THE DATA Start Marker
//! Table-of-contents construction and rendering.
//!
//! The builder receives a flat, ordered stream of headings addressed by a
//! `(row, level)` coordinate pair and grows a possibly ragged tree from it.
//! Headings may jump levels (H2 straight to H5); the missing ancestors are
//! synthesized as empty placeholder entries that render as anchor-less list
//! items, never dropped.

use std::collections::HashMap;

use serde::{Deserialize, Serialize};

/// One node of the table-of-contents tree.
#[derive(Debug, Clone, Default, PartialEq, Eq)]
pub struct TocEntry {
  /// Anchor ID the entry links to. Empty for placeholders.
  pub id:       String,
  /// Rendered inline HTML of the heading text. Empty for placeholders.
  pub title:    String,
  /// Heading level (1-6). Zero for placeholders.
  pub level:    usize,
  /// Nested child entries.
  pub children: Vec<TocEntry>,
}

impl TocEntry {
  /// True when neither an ID nor a title is set.
  #[must_use]
  pub fn is_zero(&self) -> bool {
    self.id.is_empty() && self.title.is_empty()
  }

  fn walk<'a>(&'a self, f: &mut impl FnMut(&'a TocEntry)) {
    f(self);
    for child in &self.children {
      child.walk(f);
    }
  }
}

/// Incremental ToC builder, fed in document order.
#[derive(Debug, Default)]
pub struct TocBuilder {
  entries: Vec<TocEntry>,
}

impl TocBuilder {
  #[must_use]
  pub fn new() -> Self {
    Self::default()
  }

  /// Insert `entry` at the given `(row, level)` coordinate.
  ///
  /// Rows beyond the current top-level length are padded with placeholders.
  /// `level == 0` sets the row entry directly; otherwise we descend
  /// `level - 1` steps, appending a placeholder child at each step where
  /// none exists yet, and append the entry as the final child.
  pub fn add_at(&mut self, entry: TocEntry, row: usize, level: usize) {
    while self.entries.len() <= row {
      self.entries.push(TocEntry::default());
    }

    if level == 0 {
      self.entries[row] = entry;
      return;
    }

    let mut current = &mut self.entries[row];
    for _ in 1..level {
      if current.children.is_empty() {
        current.children.push(TocEntry::default());
      }
      let last = current.children.len() - 1;
      current = &mut current.children[last];
    }
    current.children.push(entry);
  }

  /// Whether any heading has been added.
  #[must_use]
  pub fn is_empty(&self) -> bool {
    self.entries.is_empty()
  }

  /// Finalize into [`Fragments`], collecting the identifier index.
  #[must_use]
  pub fn build(self) -> Fragments {
    let mut identifiers = Vec::new();
    let mut map = HashMap::new();
    for entry in &self.entries {
      entry.walk(&mut |e| {
        if !e.id.is_empty() {
          identifiers.push(e.id.clone());
          // With duplicate IDs the last one wins.
          map.insert(e.id.clone(), e.clone());
        }
      });
    }
    identifiers.sort();

    Fragments {
      entries: self.entries,
      identifiers,
      map,
    }
  }
}

/// The finished table of contents for one document.
#[derive(Debug, Clone, Default, PartialEq)]
pub struct Fragments {
  /// Top-level entries, one per row.
  pub entries: Vec<TocEntry>,

  /// All identifiers in the ToC, sorted. Duplicates are kept so callers can
  /// detect ID collisions across included content.
  pub identifiers: Vec<String>,

  map: HashMap<String, TocEntry>,
}

impl Fragments {
  /// Look up an entry by anchor ID.
  #[must_use]
  pub fn get(&self, id: &str) -> Option<&TocEntry> {
    self.map.get(id)
  }

  /// All entries matching the predicate, in document order.
  #[must_use]
  pub fn filter_by(&self, predicate: impl Fn(&TocEntry) -> bool) -> Vec<&TocEntry> {
    let mut out = Vec::new();
    for entry in &self.entries {
      entry.walk(&mut |e| {
        if predicate(e) {
          out.push(e);
        }
      });
    }
    out
  }

  /// Render to nested list markup wrapped in `<nav id="TableOfContents">`.
  ///
  /// `start_level` and `end_level` are inclusive heading-depth bounds.
  /// Entries shallower than `start_level` are skipped transparently (their
  /// children are promoted); entries deeper than `end_level` are pruned.
  /// An `end_level` of `-1` means unbounded depth.
  #[must_use]
  pub fn to_html(&self, start_level: i32, end_level: i32, ordered: bool) -> String {
    let mut w = TocWriter {
      out: String::new(),
      start_level,
      end_level,
      ordered,
    };
    w.out.push_str("<nav id=\"TableOfContents\">");
    w.write_list(1, &self.entries);
    w.out.push_str("</nav>");
    w.out
  }
}

struct TocWriter {
  out:         String,
  start_level: i32,
  end_level:   i32,
  ordered:     bool,
}

impl TocWriter {
  fn write_list(&mut self, level: i32, entries: &[TocEntry]) {
    if level < self.start_level {
      for entry in entries {
        self.write_list(level + 1, &entry.children);
      }
      return;
    }

    if self.end_level != -1 && level > self.end_level {
      return;
    }

    if entries.is_empty() {
      return;
    }

    self.out.push_str(if self.ordered { "<ol>" } else { "<ul>" });
    for entry in entries {
      self.write_entry(level, entry);
    }
    self.out.push_str(if self.ordered { "</ol>" } else { "</ul>" });
  }

  fn write_entry(&mut self, level: i32, entry: &TocEntry) {
    self.out.push_str("<li>");
    if !entry.is_zero() {
      self.out.push_str("<a href=\"#");
      self.out.push_str(&entry.id);
      self.out.push_str("\">");
      self.out.push_str(&entry.title);
      self.out.push_str("</a>");
    }
    self.write_list(level + 1, &entry.children);
    self.out.push_str("</li>");
  }
}

/// Table-of-contents configuration.
#[derive(Debug, Clone, Serialize, Deserialize, PartialEq, Eq)]
#[serde(default, rename_all = "camelCase")]
pub struct TocConfig {
  /// Heading start level to include, starting at h1 (inclusive).
  pub start_level: i32,

  /// Heading end level, inclusive. `-1` includes everything.
  pub end_level: i32,

  /// Produce an ordered list instead of an unordered one.
  pub ordered: bool,
}

impl Default for TocConfig {
  fn default() -> Self {
    Self {
      start_level: 2,
      end_level:   3,
      ordered:     false,
    }
  }
}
THE DATA End Marker
ACTIVITY:
Every entry must be set down exactly, with nothing left out.

FINISHED TASK:
//! Table-of-contents construction and rendering.
//!
//! The builder receives a flat, ordered stream of headings addressed by a
//! `(row, level)` coordinate pair and grows a possibly ragged tree from it.
//! Headings may jump levels (H2 straight to H5); the missing ancestors are
//! synthesized as empty placeholder entries that render as anchor-less list
//! items, never dropped.

use std::collections::HashMap;

use serde::{Deserialize, Serialize};

/// One node of the table-of-contents tree.
#[derive(Debug, Clone, Default, PartialEq, Eq)]
pub struct TocEntry {
  /// Anchor ID the entry links to. Empty for placeholders.
  pub id:       String,
  /// Rendered inline HTML of the heading text. Empty for placeholders.
  pub title:    String,
  /// Heading level (1-6). Zero for placeholders.
  pub level:    usize,
  /// Nested child entries.
  pub children: Vec<TocEntry>,
}

impl TocEntry {
  /// True when neither an ID nor a title is set.
  #[must_use]
  pub fn is_zero(&self) -> bool {
    self.id.is_empty() && self.title.is_empty()
  }

  fn walk<'a>(&'a self, f: &mut impl FnMut(&'a TocEntry)) {
    f(self);
    for child in &self.children {
      child.walk(f);
    }
  }
}

/// Incremental ToC builder, fed in document order.
#[derive(Debug, Default)]
pub struct TocBuilder {
  entries: Vec<TocEntry>,
}

impl TocBuilder {
  #[must_use]
  pub fn new() -> Self {
    Self::default()
  }

  /// Insert `entry` at the given `(row, level)` coordinate.
  ///
  /// Rows beyond the current top-level length are padded with placeholders.
  /// `level == 0` sets the row entry directly; otherwise we descend
  /// `level - 1` steps, appending a placeholder child at each step where
  /// none exists yet, and append the entry as the final child.
  pub fn add_at(&mut self, entry: TocEntry, row: usize, level: usize) {
    while self.entries.len() <= row {
      self.entries.push(TocEntry::default());
    }

    if level == 0 {
      self.entries[row] = entry;
      return;
    }

    let mut current = &mut self.entries[row];
    for _ in 1..level {
      if current.children.is_empty() {
        current.children.push(TocEntry::default());
      }
      let last = current.children.len() - 1;
      current = &mut current.children[last];
    }
    current.children.push(entry);
  }

  /// Whether any heading has been added.
  #[must_use]
  pub fn is_empty(&self) -> bool {
    self.entries.is_empty()
  }

  /// Finalize into [`Fragments`], collecting the identifier index.
  #[must_use]
  pub fn build(self) -> Fragments {
    let mut identifiers = Vec::new();
    let mut map = HashMap::new();
    for entry in &self.entries {
      entry.walk(&mut |e| {
        if !e.id.is_empty() {
          identifiers.push(e.id.clone());
          // With duplicate IDs the last one wins.
          map.insert(e.id.clone(), e.clone());
        }
      });
    }
    identifiers.sort();

    Fragments {
      entries: self.entries,
      identifiers,
      map,
    }
  }
}

/// The finished table of contents for one document.
#[derive(Debug, Clone, Default, PartialEq)]
pub struct Fragments {
  /// Top-level entries, one per row.
  pub entries: Vec<TocEntry>,

  /// All identifiers in the ToC, sorted. Duplicates are kept so callers can
  /// detect ID collisions across included content.
  pub identifiers: Vec<String>,

  map: HashMap<String, TocEntry>,
}

impl Fragments {
  /// Look up an entry by anchor ID.
  #[must_use]
  pub fn get(&self, id: &str) -> Option<&TocEntry> {
    self.map.get(id)
  }

  /// All entries matching the predicate, in document order.
  #[must_use]
  pub fn filter_by(&self, predicate: impl Fn(&TocEntry) -> bool) -> Vec<&TocEntry> {
    let mut out = Vec::new();
    for entry in &self.entries {
      entry.walk(&mut |e| {
        if predicate(e) {
          out.push(e);
        }
      });
    }
    out
  }

  /// Render to nested list markup wrapped in `<nav id="TableOfContents">`.
  ///
  /// `start_level` and `end_level` are inclusive heading-depth bounds.
  /// Entries shallower than `start_level` are skipped transparently (their
  /// children are promoted); entries deeper than `end_level` are pruned.
  /// An `end_level` of `-1` means unbounded depth.
  #[must_use]
  pub fn to_html(&self, start_level: i32, end_level: i32, ordered: bool) -> String {
    let mut w = TocWriter {
      out: String::new(),
      start_level,
      end_level,
      ordered,
    };
    w.out.push_str("<nav id=\"TableOfContents\">");
    w.write_list(1, &self.entries);
    w.out.push_str("</nav>");
    w.out
  }
}

struct TocWriter {
  out:         String,
  start_level: i32,
  end_level:   i32,
  ordered:     bool,
}

impl TocWriter {
  fn write_list(&mut self, level: i32, entries: &[TocEntry]) {
    if level < self.start_level {
      for entry in entries {
        self.write_list(level + 1, &entry.children);
      }
      return;
    }

    if self.end_level != -1 && level > self.end_level {
      return;
    }

    if entries.is_empty() {
      return;
    }

    self.out.push_str(if self.ordered { "<ol>" } else { "<ul>" });
    for entry in entries {
      self.write_entry(level, entry);
    }
    self.out.push_str(if self.ordered { "</ol>" } else { "</ul>" });
  }

  fn write_entry(&mut self, level: i32, entry: &TocEntry) {
    self.out.push_str("<li>");
    if !entry.is_zero() {
      self.out.push_str("<a href=\"#");
      self.out.push_str(&entry.id);
      self.out.push_str("\">");
      self.out.push_str(&entry.title);
      self.out.push_str("</a>");
    }
    self.write_list(level + 1, &entry.children);
    self.out.push_str("</li>");
  }
}

/// Table-of-contents configuration.
#[derive(Debug, Clone, Serialize, Deserialize, PartialEq, Eq)]
#[serde(default, rename_all = "camelCase")]
pub struct TocConfig {
  /// Heading start level to include, starting at h1 (inclusive).
  pub start_level: i32,

  /// Heading end level, inclusive. `-1` includes everything.
  pub end_level: i32,

  /// Produce an ordered list instead of an unordered one.
  pub ordered: bool,
}

impl Default for TocConfig {
  fn default() -> Self {
    Self {
      start_level: 2,
      end_level:   3,
      ordered:     false,
    }
  }
}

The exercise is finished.